いや、そもそも声が出ること自体が、どう考えてもおかしい。


つい数分──いや、感覚的には一瞬前、俺は確かに死んだ。

刃物で、背中から。犯人の顔も知っていた。だが証拠が足りなかった。

油断して、背を向けた。次の瞬間、鈍く冷たい痛みとともに、意識がスッと……。


 


──それが、なんで。


 


「なんで俺、土に埋もれてんだ?」


体を動かせば、ガサガサと乾いた音。両腕を動かせば、手に触れるのは……土と、棺桶の板。

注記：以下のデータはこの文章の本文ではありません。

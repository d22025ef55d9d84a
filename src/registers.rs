//! x86-64 register file: general purpose registers with their overlapping views,
//! MMX and XMM/YMM vector registers, and the arithmetic flags.
use crate::flags::Flags;
use crate::width::{Lanes, Width};
use std::fmt;

/// General purpose registers, in encoding order
#[derive(Debug, Clone, Copy, PartialEq, Eq, Hash)]
pub enum Gpr {
    Rax = 0,
    Rcx,
    Rdx,
    Rbx,
    Rsp,
    Rbp,
    Rsi,
    Rdi,
    R8,
    R9,
    R10,
    R11,
    R12,
    R13,
    R14,
    R15,
}
const GPR_NAMES: &[&str] = &[
    "rax", "rcx", "rdx", "rbx", "rsp", "rbp", "rsi", "rdi", "r8", "r9", "r10", "r11", "r12", "r13", "r14", "r15",
];

impl Gpr {
    pub fn to_str(self) -> &'static str { GPR_NAMES[self as usize] }
    /// The low `w` bits of this register (AL, AX, EAX, RAX style views).
    pub fn at(self, w: Width) -> Reg {
        let part = match w {
            Width::W8 => Part::Low8,
            Width::W16 => Part::Word,
            Width::W32 => Part::Dword,
            _ => Part::Qword,
        };
        Reg::Gpr(self, part)
    }
    /// AH/CH/DH/BH; only the first four registers have a high-byte view.
    pub fn high(self) -> Option<Reg> {
        match self {
            Gpr::Rax | Gpr::Rcx | Gpr::Rdx | Gpr::Rbx => Some(Reg::Gpr(self, Part::High8)),
            _ => None,
        }
    }
}

/// Which slice of a general purpose register an operand names
#[derive(Debug, Clone, Copy, PartialEq, Eq, Hash)]
pub enum Part {
    Low8,  // bits 7:0
    High8, // bits 15:8
    Word,  // bits 15:0
    Dword, // bits 31:0, writes zero bits 63:32
    Qword, // bits 63:0
}

/// Encoding of an instruction writing an XMM register
#[derive(Debug, Clone, Copy, PartialEq, Eq, Hash)]
pub enum Enc {
    /// legacy SSE: bits 255:128 of the YMM register are preserved
    Legacy,
    /// VEX: bits 255:128 of the YMM register are zeroed
    Vex,
}

/// A register operand
#[derive(Debug, Clone, Copy, PartialEq, Eq, Hash)]
pub enum Reg {
    Gpr(Gpr, Part),
    Mmx(u8),
    Xmm(u8, Enc),
    Ymm(u8),
}

impl Reg {
    pub fn width(&self) -> Width {
        match self {
            Reg::Gpr(_, Part::Low8) | Reg::Gpr(_, Part::High8) => Width::W8,
            Reg::Gpr(_, Part::Word) => Width::W16,
            Reg::Gpr(_, Part::Dword) => Width::W32,
            Reg::Gpr(_, Part::Qword) | Reg::Mmx(_) => Width::W64,
            Reg::Xmm(..) => Width::W128,
            Reg::Ymm(_) => Width::W256,
        }
    }
    pub fn is_gpr(&self) -> bool { matches!(self, Reg::Gpr(..)) }
}

impl fmt::Display for Reg {
    fn fmt(&self, f: &mut fmt::Formatter) -> fmt::Result {
        match self {
            Reg::Gpr(g, Part::Qword) => write!(f, "{}", g.to_str()),
            Reg::Gpr(g, part) => write!(f, "{}.{:?}", g.to_str(), part),
            Reg::Mmx(i) => write!(f, "mm{}", i),
            Reg::Xmm(i, _) => write!(f, "xmm{}", i),
            Reg::Ymm(i) => write!(f, "ymm{}", i),
        }
    }
}

/// Storage for the full register file.
#[derive(Clone, Copy, Default, PartialEq, Eq)]
pub struct Regs {
    pub gpr: [u64; 16],     // general purpose registers, indexed by Gpr
    pub flags: Flags,       // arithmetic status flags
    pub mmx: [u64; 8],      // mm0..mm7
    pub ymm: [[u64; 4]; 16], // ymm0..ymm15, xmm is the low half
}

impl Regs {
    pub fn get(&self, g: Gpr) -> u64 { self.gpr[g as usize] }
    pub fn set(&mut self, g: Gpr, val: u64) { self.gpr[g as usize] = val; }
    /// Read a register operand; the value is zero-extended into the lanes.
    pub fn read(&self, reg: Reg) -> Lanes {
        match reg {
            Reg::Gpr(g, part) => {
                let full = self.get(g);
                Lanes::scalar(match part {
                    Part::Low8 => full & 0xff,
                    Part::High8 => (full >> 8) & 0xff,
                    Part::Word => full & 0xffff,
                    Part::Dword => full & 0xffff_ffff,
                    Part::Qword => full,
                })
            }
            Reg::Mmx(i) => Lanes::scalar(self.mmx[i as usize & 7]),
            Reg::Xmm(i, _) => Lanes(self.ymm[i as usize & 15]).trunc(Width::W128),
            Reg::Ymm(i) => Lanes(self.ymm[i as usize & 15]),
        }
    }
    /// Write a register operand, applying the x86-64 write policy: 8 and 16-bit
    /// writes merge, 32-bit writes zero-extend, legacy XMM writes keep the upper
    /// YMM half and VEX XMM writes clear it.
    pub fn write(&mut self, reg: Reg, val: Lanes) {
        match reg {
            Reg::Gpr(g, part) => {
                let old = self.get(g);
                let v = val.low();
                let new = match part {
                    Part::Low8 => (old & !0xff) | (v & 0xff),
                    Part::High8 => (old & !0xff00) | ((v & 0xff) << 8),
                    Part::Word => (old & !0xffff) | (v & 0xffff),
                    Part::Dword => v & 0xffff_ffff,
                    Part::Qword => v,
                };
                self.set(g, new);
            }
            Reg::Mmx(i) => self.mmx[i as usize & 7] = val.low(),
            Reg::Xmm(i, enc) => {
                let slot = &mut self.ymm[i as usize & 15];
                slot[0] = val.0[0];
                slot[1] = val.0[1];
                if enc == Enc::Vex {
                    slot[2] = 0;
                    slot[3] = 0;
                }
            }
            Reg::Ymm(i) => self.ymm[i as usize & 15] = val.0,
        }
    }
}

impl fmt::Debug for Regs {
    fn fmt(&self, f: &mut fmt::Formatter) -> fmt::Result { <Regs as fmt::Display>::fmt(self, f) }
}
impl fmt::Display for Regs {
    fn fmt(&self, f: &mut fmt::Formatter) -> fmt::Result {
        for (i, name) in GPR_NAMES.iter().enumerate() {
            if i > 0 {
                write!(f, " ")?;
            }
            write!(f, concat!(blue!("{}:"), "{:x}"), name, self.gpr[i])?;
        }
        Ok(())
    }
}

#[cfg(test)]
mod tests {
    use super::*;

    #[test]
    fn narrow_writes_merge() {
        let mut r = Regs::default();
        r.set(Gpr::Rax, 0x1122_3344_5566_7788);
        r.write(Gpr::Rax.at(Width::W8), Lanes::scalar(0xaa));
        assert_eq!(r.get(Gpr::Rax), 0x1122_3344_5566_77aa);
        r.write(Gpr::Rax.high().unwrap(), Lanes::scalar(0xbb));
        assert_eq!(r.get(Gpr::Rax), 0x1122_3344_5566_bbaa);
        r.write(Gpr::Rax.at(Width::W16), Lanes::scalar(0x1_cccc));
        assert_eq!(r.get(Gpr::Rax), 0x1122_3344_5566_cccc);
        assert_eq!(r.read(Gpr::Rax.high().unwrap()).low(), 0xcc);
    }
    #[test]
    fn dword_write_zero_extends() {
        let mut r = Regs::default();
        r.set(Gpr::R9, u64::MAX);
        r.write(Gpr::R9.at(Width::W32), Lanes::scalar(0x8000_0000));
        assert_eq!(r.get(Gpr::R9), 0x8000_0000);
        assert!(Gpr::R9.high().is_none());
    }
    #[test]
    fn xmm_upper_half_by_encoding() {
        let mut r = Regs::default();
        r.write(Reg::Ymm(3), Lanes([1, 2, 3, 4]));
        r.write(Reg::Xmm(3, Enc::Legacy), Lanes([5, 6, 7, 8]));
        assert_eq!(r.read(Reg::Ymm(3)), Lanes([5, 6, 3, 4]));
        r.write(Reg::Xmm(3, Enc::Vex), Lanes([9, 10, 0, 0]));
        assert_eq!(r.read(Reg::Ymm(3)), Lanes([9, 10, 0, 0]));
        assert_eq!(r.read(Reg::Xmm(3, Enc::Legacy)), Lanes([9, 10, 0, 0]));
    }
}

それだけじゃない。鼻をつくのは、まるで香草を焦がしたような煙のにおい。

むしろこれは、死体を焼いた後の香炉の香りに近い。


 


「……冗談だろ、誰かのドッキリじゃねえの?」


ガタン、と力任せに棺の蓋を押し上げれば、重苦しい音とともに板がずれ、

そこから差し込むのは――真昼の陽光と、見たことのない空の色。


 


「お、おおおおおおおおお!? ちょっと!? 誰か!?」


外は、墓地だった。そう、それも中世ヨーロッパの映画で見るような石造りの墓地。

だがさらに異様なのは、その真ん中で「よみがえった俺」に向けて、

ローブ姿の女がカリカリと羽根ペンで何かを記録していたということだ。


 


「ほう。蘇生成功、記録時間、午前十時十二分。死後経過時間、約十六時間三十二分……死因、刺創。生前の名前は……え、なんて読むの? 片仮名? ああ、日本語か、めんどくさ……」


「え、ちょっと待てお嬢さん、今、蘇生って言った!? 記録? ていうか、日本語?!」


女はようやく顔を上げた。

淡い銀髪に、魔導書らしき分厚い本を小脇に抱え、あきらかにこちらを見下している。


 


「あなた、名探偵だったんでしょ? 前の世界で。じゃあ、よろしくね」

「……よろしくって何が」

「この世界、今めちゃくちゃ“死人が死なない事件”であふれてるの。探偵が足りないのよ」

「…………」


頭を抱えた。まるで意味が分からない。


だが、死人が死なない事件というパワーワードに、

思わず口の端が――にやりと上がったのを、自覚した。


 


「なるほど……じゃあ、仕事だな」

「うん?」

「探偵は、依頼がある限り、生きるのさ」


俺は、転生していた。

墓からよみがえった名探偵として――

この、“死人が死なない”異世界の謎を暴くために。



 

●生ける死体と貴族の晩餐


 

「この世界ってさ、死体がよくしゃべるよな」


「うん。こっちだとそれ、わりと日常だから」


 


 石畳の道を馬車が跳ねる。

 軋む木の音。窓の外に広がるのは、青く尖った屋根と、空を泳ぐように飛ぶ飛竜の群れ。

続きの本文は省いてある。